Exercise materials Start Marker

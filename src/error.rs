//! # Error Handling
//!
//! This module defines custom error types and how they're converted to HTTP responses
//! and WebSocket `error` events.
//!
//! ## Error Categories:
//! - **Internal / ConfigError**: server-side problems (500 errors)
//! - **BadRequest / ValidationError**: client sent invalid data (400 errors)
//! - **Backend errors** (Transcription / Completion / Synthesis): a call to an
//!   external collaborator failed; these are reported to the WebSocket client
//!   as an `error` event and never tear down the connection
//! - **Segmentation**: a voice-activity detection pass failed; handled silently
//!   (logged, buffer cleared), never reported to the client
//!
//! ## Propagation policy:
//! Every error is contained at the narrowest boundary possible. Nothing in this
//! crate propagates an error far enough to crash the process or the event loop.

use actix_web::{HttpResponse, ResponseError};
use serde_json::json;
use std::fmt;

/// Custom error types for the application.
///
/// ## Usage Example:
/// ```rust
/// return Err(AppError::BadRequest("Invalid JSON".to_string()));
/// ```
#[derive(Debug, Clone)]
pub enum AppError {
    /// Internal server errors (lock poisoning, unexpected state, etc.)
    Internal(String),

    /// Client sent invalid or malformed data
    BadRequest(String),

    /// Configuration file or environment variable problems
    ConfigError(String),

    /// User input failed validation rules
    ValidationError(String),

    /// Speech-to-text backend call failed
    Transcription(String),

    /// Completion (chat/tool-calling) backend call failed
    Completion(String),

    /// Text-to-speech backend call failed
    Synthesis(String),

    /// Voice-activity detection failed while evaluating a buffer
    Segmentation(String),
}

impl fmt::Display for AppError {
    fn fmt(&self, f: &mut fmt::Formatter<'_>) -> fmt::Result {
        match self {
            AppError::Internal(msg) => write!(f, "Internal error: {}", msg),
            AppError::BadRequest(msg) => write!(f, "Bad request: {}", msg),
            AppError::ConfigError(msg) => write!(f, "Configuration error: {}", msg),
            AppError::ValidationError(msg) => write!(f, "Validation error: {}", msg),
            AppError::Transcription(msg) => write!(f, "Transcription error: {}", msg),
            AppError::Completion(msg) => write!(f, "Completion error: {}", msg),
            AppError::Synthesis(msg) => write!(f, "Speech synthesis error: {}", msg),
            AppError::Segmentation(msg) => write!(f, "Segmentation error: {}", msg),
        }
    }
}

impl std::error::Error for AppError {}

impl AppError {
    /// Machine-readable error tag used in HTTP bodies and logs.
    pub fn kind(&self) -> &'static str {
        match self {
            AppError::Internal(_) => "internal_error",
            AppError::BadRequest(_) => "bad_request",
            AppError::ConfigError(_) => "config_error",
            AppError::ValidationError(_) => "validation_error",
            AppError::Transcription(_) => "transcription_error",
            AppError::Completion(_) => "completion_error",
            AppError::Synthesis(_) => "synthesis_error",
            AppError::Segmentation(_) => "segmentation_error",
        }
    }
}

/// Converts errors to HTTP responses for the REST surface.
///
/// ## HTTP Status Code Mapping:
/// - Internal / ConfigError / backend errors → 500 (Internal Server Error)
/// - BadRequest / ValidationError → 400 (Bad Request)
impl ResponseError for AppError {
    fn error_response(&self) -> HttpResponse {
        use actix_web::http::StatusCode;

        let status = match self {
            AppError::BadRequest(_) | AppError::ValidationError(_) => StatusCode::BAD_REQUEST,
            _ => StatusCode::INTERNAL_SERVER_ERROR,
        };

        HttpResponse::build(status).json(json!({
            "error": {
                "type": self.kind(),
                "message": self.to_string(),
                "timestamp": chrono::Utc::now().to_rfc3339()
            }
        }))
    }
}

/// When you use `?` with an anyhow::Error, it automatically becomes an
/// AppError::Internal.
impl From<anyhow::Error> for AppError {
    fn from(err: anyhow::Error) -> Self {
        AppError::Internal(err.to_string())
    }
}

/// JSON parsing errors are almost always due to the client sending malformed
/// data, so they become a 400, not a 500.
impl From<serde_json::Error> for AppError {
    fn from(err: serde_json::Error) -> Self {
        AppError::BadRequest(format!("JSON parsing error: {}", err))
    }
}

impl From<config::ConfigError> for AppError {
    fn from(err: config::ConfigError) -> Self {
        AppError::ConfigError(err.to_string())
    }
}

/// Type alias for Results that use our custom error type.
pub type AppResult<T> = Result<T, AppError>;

Exercise materials End Marker

- **Exercise description**: Find the string "anyhow" in the records, then copy each line where it occurs.

- **Task result**:
/// When you use `?` with an anyhow::Error, it automatically becomes an
impl From<anyhow::Error> for AppError {
    fn from(err: anyhow::Error) -> Self {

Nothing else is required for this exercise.